老夫婦が東京に出てきたはいいが、長男は急な回診が入る、長女は仕事が忙しいで、老夫婦を案内する暇がない。(美容室は、従業員が一人いるが、任せられる程ではない)結局、亡くなった次男の嫁が、東京を案内するバスで同行してあげ、その晩も、義母を泊めてあげる。
どの家庭も特に核家族の場合は、家事、仕事、子どもの世話で、急な対応はなかなか難しい。東京に出てきて、都会の生活に順応していれば猶更。そんな中で、次男の嫁(原節子)だけが、老夫婦に親切にしてあげる。面倒を見てもらった義母は、涙を流して感謝する。

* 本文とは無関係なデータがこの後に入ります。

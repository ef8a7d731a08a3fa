use crate::error::ParseError;

/// How [`tokenize`] treats a quoted word that never closes.
#[derive(Debug, Clone, Copy, PartialEq, Eq)]
pub enum Mode {
    /// Fail the whole line with [`ParseError::UnterminatedQuote`].
    Strict,
    /// Keep going: the broken word runs to the next blank, unprocessed.
    /// Used while completing, when the user may still be typing inside quotes.
    Lenient,
}

/// One word of an input line.
#[derive(Debug, Clone, PartialEq, Eq)]
pub struct Word {
    /// Word content. Quoted words have their quotes removed and `\<quote>`
    /// resolved; bare words are kept as typed.
    pub text: String,
    /// Byte offset of the first character, quotes included.
    pub start: usize,
    /// Byte offset one past the last character, quotes included.
    pub end: usize,
    /// Zero-based position of the word in its line.
    pub index: usize,
}

impl Word {
    /// The word exactly as it appears in `line`, quotes included.
    pub fn raw<'a>(&self, line: &'a str) -> &'a str {
        &line[self.start..self.end]
    }
}

pub(crate) fn is_blank(b: u8) -> bool {
    b == b' ' || b == b'\t'
}

pub(crate) fn is_quote(b: u8) -> bool {
    b == b'\'' || b == b'"'
}

/// Splits an input line into words.
///
/// Words are separated by runs of spaces and tabs. A word that starts with
/// `'` or `"` runs to the matching closing quote, where a backslash makes the
/// next quote character literal; the closing quote must be followed by a
/// blank or the end of the line. Any other word runs to the next blank with
/// no escape processing.
///
/// # Example
/// ```
/// use gatesh::parser::{tokenize, Mode};
///
/// let words = tokenize("cp 'a b.txt' c.txt", Mode::Strict).unwrap();
/// let texts: Vec<_> = words.iter().map(|w| w.text.as_str()).collect();
/// assert_eq!(texts, vec!["cp", "a b.txt", "c.txt"]);
/// ```
pub fn tokenize(line: &str, mode: Mode) -> Result<Vec<Word>, ParseError> {
    let bytes = line.as_bytes();
    let mut words = Vec::new();
    let mut pos = 0;

    loop {
        while pos < bytes.len() && is_blank(bytes[pos]) {
            pos += 1;
        }
        if pos == bytes.len() {
            break;
        }

        let start = pos;
        let (end, text) = if is_quote(bytes[start]) {
            match scan_quoted(line, start) {
                Some(found) => found,
                None if mode == Mode::Lenient => {
                    let end = scan_bare(bytes, start);
                    (end, line[start..end].to_string())
                }
                None => return Err(ParseError::UnterminatedQuote { offset: start }),
            }
        } else {
            let end = scan_bare(bytes, start);
            (end, line[start..end].to_string())
        };

        words.push(Word {
            text,
            start,
            end,
            index: words.len(),
        });
        pos = end;
    }

    Ok(words)
}

fn scan_bare(bytes: &[u8], start: usize) -> usize {
    let mut end = start;
    while end < bytes.len() && !is_blank(bytes[end]) {
        end += 1;
    }
    end
}

/// Scans a quoted word starting at `start` (which holds the quote).
/// Returns the end offset and the unquoted content, or `None` if the quote
/// does not close properly.
fn scan_quoted(line: &str, start: usize) -> Option<(usize, String)> {
    let bytes = line.as_bytes();
    let quote = bytes[start];
    let mut text = String::new();
    let mut segment = start + 1;
    let mut pos = start + 1;

    while pos < bytes.len() {
        let b = bytes[pos];
        if b == b'\\' && bytes.get(pos + 1) == Some(&quote) {
            // drop the backslash, keep the quote as content
            text.push_str(&line[segment..pos]);
            segment = pos + 1;
            pos += 2;
        } else if b == quote {
            text.push_str(&line[segment..pos]);
            let end = pos + 1;
            return match bytes.get(end) {
                None => Some((end, text)),
                Some(&next) if is_blank(next) => Some((end, text)),
                Some(_) => None,
            };
        } else {
            pos += 1;
        }
    }
    None
}
//! The issuer owns the OAuth protocol: authorize, token, login UI and the
//! password provider. Every request this server does not route itself is
//! handed to an [`Issuer`] and its response returned unchanged.

use crate::AppResources;
use crate::error::{AppError, IssuerError};
use crate::oauth2::session::SESSION_COOKIE;
use axum::{
    body::Body,
    extract::{Request, State},
    http::{
        HeaderMap, HeaderName, HeaderValue, Uri, Version,
        header::{self, COOKIE, HOST},
        uri::PathAndQuery,
    },
    response::{IntoResponse, Response},
};
use futures::future::BoxFuture;
use hyper_rustls::HttpsConnector;
use hyper_util::{
    client::legacy::{Client, connect::HttpConnector},
    rt::TokioExecutor,
};
use tower_sessions::cookie::Cookie;
use url::Url;

/// Something that can answer issuer requests.
pub trait Issuer: Send + Sync {
    fn fetch(&self, request: Request) -> BoxFuture<'_, Response>;
}

/// Headers that describe one hop and must not be forwarded.
static HOP_BY_HOP: [HeaderName; 8] = [
    header::CONNECTION,
    HeaderName::from_static("keep-alive"),
    header::PROXY_AUTHENTICATE,
    header::PROXY_AUTHORIZATION,
    header::TE,
    header::TRAILER,
    header::TRANSFER_ENCODING,
    header::UPGRADE,
];

fn strip_hop_by_hop(headers: &mut HeaderMap) {
    // Connection may name further per-hop headers.
    let named: Vec<HeaderName> = headers
        .get_all(header::CONNECTION)
        .iter()
        .filter_map(|v| v.to_str().ok())
        .flat_map(|v| v.split(','))
        .filter_map(|name| HeaderName::from_bytes(name.trim().as_bytes()).ok())
        .collect();
    for name in named.iter().chain(HOP_BY_HOP.iter()) {
        headers.remove(name);
    }
}

/// Drop this server's session cookie; the issuer's own cookies pass through.
fn strip_session_cookie(headers: &mut HeaderMap) {
    let kept: Vec<String> = headers
        .get_all(COOKIE)
        .iter()
        .filter_map(|v| v.to_str().ok())
        .flat_map(Cookie::split_parse)
        .filter_map(Result::ok)
        .filter(|cookie| cookie.name() != SESSION_COOKIE)
        .map(|cookie| format!("{}={}", cookie.name(), cookie.value()))
        .collect();
    headers.remove(COOKIE);
    if kept.is_empty() {
        return;
    }
    if let Ok(value) = HeaderValue::from_str(&kept.join("; ")) {
        headers.insert(COOKIE, value);
    }
}

/// Reverse proxy to an issuer running as its own HTTP service.
pub struct UpstreamIssuer {
    client: Client<HttpsConnector<HttpConnector>, Body>,
    upstream: Url,
    forwarded_host: Option<HeaderValue>,
    forwarded_proto: HeaderValue,
}

impl UpstreamIssuer {
    /// `upstream_url` is the issuer's base URL; `public_url` is how clients
    /// reach this server and is passed on as `X-Forwarded-*`.
    pub fn new(upstream_url: &str, public_url: &str) -> Result<Self, IssuerError> {
        let upstream = Url::parse(upstream_url)?;
        let public = Url::parse(public_url)?;

        let https = hyper_rustls::HttpsConnectorBuilder::new()
            .with_provider_and_webpki_roots(rustls::crypto::ring::default_provider())?
            .https_or_http()
            .enable_http1()
            .enable_http2()
            .build();
        let client = Client::builder(TokioExecutor::new()).build(https);

        let forwarded_host = public.host_str().and_then(|host| {
            let host = match public.port() {
                Some(port) => format!("{host}:{port}"),
                None => host.to_string(),
            };
            HeaderValue::from_str(&host).ok()
        });
        let forwarded_proto = HeaderValue::from_str(public.scheme())
            .unwrap_or_else(|_| HeaderValue::from_static("https"));

        Ok(Self {
            client,
            upstream,
            forwarded_host,
            forwarded_proto,
        })
    }

    /// Upstream URI for a request path and query.
    pub fn target(&self, path_and_query: Option<&PathAndQuery>) -> Result<Uri, AppError> {
        let base = self.upstream.as_str().trim_end_matches('/');
        let tail = path_and_query.map(PathAndQuery::as_str).unwrap_or("/");
        format!("{base}{tail}")
            .parse()
            .map_err(|e| AppError::Upstream(format!("bad upstream uri: {e}")))
    }

    async fn forward(&self, request: Request) -> Result<Response, AppError> {
        let (mut parts, body) = request.into_parts();
        parts.uri = self.target(parts.uri.path_and_query())?;
        // The inbound hop may be h2; the client picks the upstream protocol.
        parts.version = Version::HTTP_11;
        strip_hop_by_hop(&mut parts.headers);
        strip_session_cookie(&mut parts.headers);
        parts.headers.remove(HOST);
        if let Some(host) = &self.forwarded_host {
            parts
                .headers
                .insert(HeaderName::from_static("x-forwarded-host"), host.clone());
        }
        parts.headers.insert(
            HeaderName::from_static("x-forwarded-proto"),
            self.forwarded_proto.clone(),
        );

        tracing::debug!(method = %parts.method, uri = %parts.uri, "forwarding to issuer");
        let response = self
            .client
            .request(Request::from_parts(parts, body))
            .await
            .map_err(|e| AppError::Upstream(e.to_string()))?;

        let (mut parts, body) = response.into_parts();
        strip_hop_by_hop(&mut parts.headers);
        Ok(Response::from_parts(parts, Body::new(body)))
    }
}

impl Issuer for UpstreamIssuer {
    fn fetch(&self, request: Request) -> BoxFuture<'_, Response> {
        Box::pin(async move {
            match self.forward(request).await {
                Ok(response) => response,
                Err(e) => {
                    tracing::error!(error = %e, "issuer request failed");
                    e.into_response()
                }
            }
        })
    }
}

/// Router fallback: everything unmatched belongs to the issuer.
pub async fn delegate(State(resources): State<AppResources>, request: Request) -> Response {
    resources.issuer.fetch(request).await
}
//! Liveness of this front door only; the issuer is not consulted.

/// OpenAPI tag for routes that are neither login nor issuer traffic.
pub const MISC_TAG: &str = "Miscellaneous";

#[tracing::instrument]
#[utoipa::path(
    method(get, head),
    path = "/healthz",
    tag = MISC_TAG,
    operation_id = "Liveness",
    summary = "Front door liveness",
    description = "Answers `ok` once the server has started. Owned by this server, so it is \
                   never forwarded to the issuer and stays up when the issuer is down.",
    responses(
        (status = 200, description = "Server is accepting requests", body = str, content_type = "text/plain", example = "ok")
    )
)]
pub async fn health() -> &'static str {
    "ok"
}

東京行きでの長旅、心境の変化が影響したのか、老母が体調を崩して危篤となり、子どもたちに看取られて、明け方に亡くなる。会食のシーンで、長女がいつになく家族の思い出話をしんみりとして、一瞬、家族の絆、まとまりが蘇ったかのようだった。しかし、それぞれが自分の生活を思い出した瞬間から、長男や長女は、自分の利を最優先するような人間に戻っていく。次女は、「兄も姉も自分勝手よ」と。次男の嫁「お仕事があるから。家庭を持つと、親からだんだん離れていくんじゃないかしら。自分たちだけの生活があるのよ。」次男の嫁は、愛情を注ぐ家族がないから、その分を義理の父母に注いでいるっていうことなのだろう。
家族の栄枯盛衰を、老夫婦、それぞれの子どもたちの事情や生活という形で表現しているかのよう。元型のようなものが表現されていると言ったらよいか。特に都市化、核家族化する場合は、これが普遍的なテーマですよって。
それぞれの画面は、障子や窓枠などで縦線が多く配置され、遠近感と視点の集中の効果を出している。また、陰影のバランス、人物の配置が計算され尽くされていて、日本的な様式美、能や歌舞伎に通じる芸術性が秘められているように感じた。普遍的な様式美と親子の形をリンクさせたかっただろうか。
更には、日本的な感情表出の元型とでも言ったらよいか、序破急という感じで、最後に感情的な爆発が表出される。一つ目は、東京への旅行。どこに行っても邪魔な感じ→長男長女の家を出ていく→老父の酒酔いと老母の涙。二つ目は、尾道の場面。皆が集まる→老母が亡くなる→残された老父と未来が不安な次男の嫁の感情の表出。「型や義理を守る生活→出来事が起こる→自分の感情が表出」と言ったらよいか。
これはおそらく通向けの映画なのだろうと思う。自分も知的には理解できるが、ベスト1にはならない。感情が大きく揺さぶられるという程ではないが、上記のような目で見れば、芸術性が高いのかなって。